*** Exercise input ***

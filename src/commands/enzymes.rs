use std::io::Write;

use crate::args::EnzymesArgs;
use crate::errors::*;

pub fn main(args: &EnzymesArgs) -> Result<()> {
    let catalog = super::load_catalog(&args.catalog)?;

    let stdout = std::io::stdout();
    let mut out = stdout.lock();
    writeln!(out, "Name\tSite\tCut\tPalindromic").chain_err(|| "failed to write output header")?;

    for enzyme in catalog.iter() {
        writeln!(
            out,
            "{}\t{}\t{}\t{}",
            enzyme.name(),
            enzyme.site(),
            enzyme.cut(),
            if enzyme.pattern().is_palindrome() {
                "yes"
            } else {
                "no"
            }
        )
        .chain_err(|| "failed to write output row")?;
    }

    Ok(())
}
extern crate digestr;

use std::collections::HashSet;

use digestr::constants::BUILTIN_ENZYMES;
use digestr::enzyme::{EnzymeCatalog, EnzymeSpec};
use digestr::errors::ErrorKind;

fn rows(values: &[&[&str]]) -> Vec<Vec<String>> {
    values
        .iter()
        .map(|row| row.iter().map(|v| v.to_string()).collect())
        .collect()
}

#[test]
fn test_enzyme_spec() {
    let enzyme = EnzymeSpec::new("EcoRI", b"gaattc", 1).unwrap();

    assert_eq!(enzyme.name(), "EcoRI");
    assert_eq!(enzyme.pattern().as_bytes(), b"GAATTC");
    assert_eq!(enzyme.cut(), 1);
    assert_eq!(enzyme.len(), 6);
    assert_eq!(enzyme.site(), "G^AATTC");
}

#[test]
fn test_enzyme_spec_cut_at_ends() {
    assert_eq!(EnzymeSpec::new("A", b"GATC", 0).unwrap().site(), "^GATC");
    assert_eq!(EnzymeSpec::new("B", b"CATG", 4).unwrap().site(), "CATG^");
}

#[test]
fn test_enzyme_spec_invalid() {
    for (pattern, cut) in &[(&b""[..], 0), (&b"GAATTC"[..], 7), (&b"GAZTTC"[..], 1)] {
        let err = EnzymeSpec::new("Foo", pattern, *cut).unwrap_err();

        match err.kind() {
            ErrorKind::InvalidEnzymeSpec(name, _) => assert_eq!(name, "Foo"),
            kind => panic!("unexpected error {:?}", kind),
        }
    }
}

#[test]
fn test_enzyme_spec_empty_name() {
    assert!(EnzymeSpec::new("", b"GAATTC", 1).is_err());
    assert!(EnzymeSpec::new("  ", b"GAATTC", 1).is_err());
}

#[test]
fn test_builtin_catalog_is_valid() {
    let catalog = EnzymeCatalog::builtin().unwrap();
    assert_eq!(catalog.len(), BUILTIN_ENZYMES.len());

    let names: HashSet<_> = catalog.iter().map(|v| v.name().to_ascii_lowercase()).collect();
    assert_eq!(names.len(), catalog.len());

    for &(name, pattern, cut) in BUILTIN_ENZYMES.iter() {
        let enzyme = catalog.get(name).unwrap();

        assert_eq!(enzyme.pattern().as_bytes(), pattern);
        assert_eq!(enzyme.cut(), cut);
    }
}

#[test]
fn test_builtin_catalog_rejects_duplicates() {
    let mut catalog = EnzymeCatalog::builtin().unwrap();
    let err = catalog
        .insert(EnzymeSpec::new("ecori", b"GAATTC", 1).unwrap())
        .unwrap_err();

    match err.kind() {
        ErrorKind::DuplicateEnzyme(name) => assert_eq!(name, "ecori"),
        kind => panic!("unexpected error {:?}", kind),
    }
}

#[test]
fn test_builtin_catalog_lookup() {
    let catalog = EnzymeCatalog::builtin().unwrap();

    assert_eq!(catalog.get("EcoRI").map(|v| v.name()), Some("EcoRI"));
    assert_eq!(catalog.get("ecori").map(|v| v.name()), Some("EcoRI"));
    assert_eq!(catalog.get("ECORI").map(|v| v.name()), Some("EcoRI"));
    assert_eq!(catalog.get("BamHI").map(|v| v.site()), Some("G^GATCC".into()));
    assert_eq!(catalog.get("NlaIII").map(|v| v.site()), Some("CATG^".into()));
}

#[test]
fn test_builtin_catalog_unknown() {
    let catalog = EnzymeCatalog::builtin().unwrap();

    assert_eq!(catalog.get("EcoRX"), None);
    assert_eq!(catalog.get("Cas9"), None);
    assert_eq!(catalog.get(""), None);
}

#[test]
fn test_select_keeps_order_and_drops_repeats() {
    let catalog = EnzymeCatalog::builtin().unwrap();
    let selection = catalog.select(&["BamHI", "ecori", "BAMHI"]).unwrap();
    let names: Vec<&str> = selection.iter().map(|v| v.name()).collect();

    assert_eq!(names, vec!["BamHI", "EcoRI"]);
}

#[test]
fn test_select_unknown() {
    let catalog = EnzymeCatalog::builtin().unwrap();
    let err = catalog.select(&["EcoRI", "Foo"]).unwrap_err();

    match err.kind() {
        ErrorKind::UnknownEnzyme(name) => assert_eq!(name, "Foo"),
        kind => panic!("unexpected error {:?}", kind),
    }
}

#[test]
fn test_catalog_from_rows() {
    let catalog =
        EnzymeCatalog::from_rows(&rows(&[&["Foo", "GAATTC", "1"], &[" Bar ", "ggatcc", " 5 "]]))
            .unwrap();

    assert_eq!(catalog.len(), 2);
    assert_eq!(catalog.get("foo").map(|v| v.site()), Some("G^AATTC".into()));
    assert_eq!(catalog.get("bar").map(|v| v.site()), Some("GGATC^C".into()));
    assert_eq!(catalog.get("EcoRI"), None);
}

#[test]
fn test_catalog_from_rows_duplicates() {
    let err = EnzymeCatalog::from_rows(&rows(&[&["Foo", "GAATTC", "1"], &["FOO", "GGATCC", "1"]]))
        .unwrap_err();

    match err.kind() {
        ErrorKind::DuplicateEnzyme(name) => assert_eq!(name, "FOO"),
        kind => panic!("unexpected error {:?}", kind),
    }
}

#[test]
fn test_catalog_from_rows_malformed() {
    let malformed: &[&[&str]] = &[
        &["Foo", "GAATTC"],
        &["Foo", "GAATTC", "1", "extra"],
        &["Foo", "GAATTC", "one"],
        &["Foo", "GAATTC", "-1"],
        &["Foo", "GAATTC", "9"],
    ];

    for row in malformed {
        let err = EnzymeCatalog::from_rows(&rows(&[*row])).unwrap_err();

        match err.kind() {
            ErrorKind::InvalidEnzymeSpec(..) => {}
            kind => panic!("unexpected error {:?} for {:?}", kind, row),
        }
    }
}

*** End of Exercise input ***

### Activity
Word for word, write out the entries above again.

### Solution for this task
filename src/commands/enzymes.rs
use std::io::Write;

use crate::args::EnzymesArgs;
use crate::errors::*;

pub fn main(args: &EnzymesArgs) -> Result<()> {
    let catalog = super::load_catalog(&args.catalog)?;

    let stdout = std::io::stdout();
    let mut out = stdout.lock();
    writeln!(out, "Name\tSite\tCut\tPalindromic").chain_err(|| "failed to write output header")?;

    for enzyme in catalog.iter() {
        writeln!(
            out,
            "{}\t{}\t{}\t{}",
            enzyme.name(),
            enzyme.site(),
            enzyme.cut(),
            if enzyme.pattern().is_palindrome() {
                "yes"
            } else {
                "no"
            }
        )
        .chain_err(|| "failed to write output row")?;
    }

    Ok(())
}
extern crate digestr;

use std::collections::HashSet;

use digestr::constants::BUILTIN_ENZYMES;
use digestr::enzyme::{EnzymeCatalog, EnzymeSpec};
use digestr::errors::ErrorKind;

fn rows(values: &[&[&str]]) -> Vec<Vec<String>> {
    values
        .iter()
        .map(|row| row.iter().map(|v| v.to_string()).collect())
        .collect()
}

#[test]
fn test_enzyme_spec() {
    let enzyme = EnzymeSpec::new("EcoRI", b"gaattc", 1).unwrap();

    assert_eq!(enzyme.name(), "EcoRI");
    assert_eq!(enzyme.pattern().as_bytes(), b"GAATTC");
    assert_eq!(enzyme.cut(), 1);
    assert_eq!(enzyme.len(), 6);
    assert_eq!(enzyme.site(), "G^AATTC");
}

#[test]
fn test_enzyme_spec_cut_at_ends() {
    assert_eq!(EnzymeSpec::new("A", b"GATC", 0).unwrap().site(), "^GATC");
    assert_eq!(EnzymeSpec::new("B", b"CATG", 4).unwrap().site(), "CATG^");
}

#[test]
fn test_enzyme_spec_invalid() {
    for (pattern, cut) in &[(&b""[..], 0), (&b"GAATTC"[..], 7), (&b"GAZTTC"[..], 1)] {
        let err = EnzymeSpec::new("Foo", pattern, *cut).unwrap_err();

        match err.kind() {
            ErrorKind::InvalidEnzymeSpec(name, _) => assert_eq!(name, "Foo"),
            kind => panic!("unexpected error {:?}", kind),
        }
    }
}

#[test]
fn test_enzyme_spec_empty_name() {
    assert!(EnzymeSpec::new("", b"GAATTC", 1).is_err());
    assert!(EnzymeSpec::new("  ", b"GAATTC", 1).is_err());
}

#[test]
fn test_builtin_catalog_is_valid() {
    let catalog = EnzymeCatalog::builtin().unwrap();
    assert_eq!(catalog.len(), BUILTIN_ENZYMES.len());

    let names: HashSet<_> = catalog.iter().map(|v| v.name().to_ascii_lowercase()).collect();
    assert_eq!(names.len(), catalog.len());

    for &(name, pattern, cut) in BUILTIN_ENZYMES.iter() {
        let enzyme = catalog.get(name).unwrap();

        assert_eq!(enzyme.pattern().as_bytes(), pattern);
        assert_eq!(enzyme.cut(), cut);
    }
}

#[test]
fn test_builtin_catalog_rejects_duplicates() {
    let mut catalog = EnzymeCatalog::builtin().unwrap();
    let err = catalog
        .insert(EnzymeSpec::new("ecori", b"GAATTC", 1).unwrap())
        .unwrap_err();

    match err.kind() {
        ErrorKind::DuplicateEnzyme(name) => assert_eq!(name, "ecori"),
        kind => panic!("unexpected error {:?}", kind),
    }
}

#[test]
fn test_builtin_catalog_lookup() {
    let catalog = EnzymeCatalog::builtin().unwrap();

    assert_eq!(catalog.get("EcoRI").map(|v| v.name()), Some("EcoRI"));
    assert_eq!(catalog.get("ecori").map(|v| v.name()), Some("EcoRI"));
    assert_eq!(catalog.get("ECORI").map(|v| v.name()), Some("EcoRI"));
    assert_eq!(catalog.get("BamHI").map(|v| v.site()), Some("G^GATCC".into()));
    assert_eq!(catalog.get("NlaIII").map(|v| v.site()), Some("CATG^".into()));
}

#[test]
fn test_builtin_catalog_unknown() {
    let catalog = EnzymeCatalog::builtin().unwrap();

    assert_eq!(catalog.get("EcoRX"), None);
    assert_eq!(catalog.get("Cas9"), None);
    assert_eq!(catalog.get(""), None);
}

#[test]
fn test_select_keeps_order_and_drops_repeats() {
    let catalog = EnzymeCatalog::builtin().unwrap();
    let selection = catalog.select(&["BamHI", "ecori", "BAMHI"]).unwrap();
    let names: Vec<&str> = selection.iter().map(|v| v.name()).collect();

    assert_eq!(names, vec!["BamHI", "EcoRI"]);
}

#[test]
fn test_select_unknown() {
    let catalog = EnzymeCatalog::builtin().unwrap();
    let err = catalog.select(&["EcoRI", "Foo"]).unwrap_err();

    match err.kind() {
        ErrorKind::UnknownEnzyme(name) => assert_eq!(name, "Foo"),
        kind => panic!("unexpected error {:?}", kind),
    }
}

#[test]
fn test_catalog_from_rows() {
    let catalog =
        EnzymeCatalog::from_rows(&rows(&[&["Foo", "GAATTC", "1"], &[" Bar ", "ggatcc", " 5 "]]))
            .unwrap();

    assert_eq!(catalog.len(), 2);
    assert_eq!(catalog.get("foo").map(|v| v.site()), Some("G^AATTC".into()));
    assert_eq!(catalog.get("bar").map(|v| v.site()), Some("GGATC^C".into()));
    assert_eq!(catalog.get("EcoRI"), None);
}

#[test]
fn test_catalog_from_rows_duplicates() {
    let err = EnzymeCatalog::from_rows(&rows(&[&["Foo", "GAATTC", "1"], &["FOO", "GGATCC", "1"]]))
        .unwrap_err();

    match err.kind() {
        ErrorKind::DuplicateEnzyme(name) => assert_eq!(name, "FOO"),
        kind => panic!("unexpected error {:?}", kind),
    }
}

#[test]
fn test_catalog_from_rows_malformed() {
    let malformed: &[&[&str]] = &[
        &["Foo", "GAATTC"],
        &["Foo", "GAATTC", "1", "extra"],
        &["Foo", "GAATTC", "one"],
        &["Foo", "GAATTC", "-1"],
        &["Foo", "GAATTC", "9"],
    ];

    for row in malformed {
        let err = EnzymeCatalog::from_rows(&rows(&[*row])).unwrap_err();

        match err.kind() {
            ErrorKind::InvalidEnzymeSpec(..) => {}
            kind => panic!("unexpected error {:?} for {:?}", kind, row),
        }
    }
}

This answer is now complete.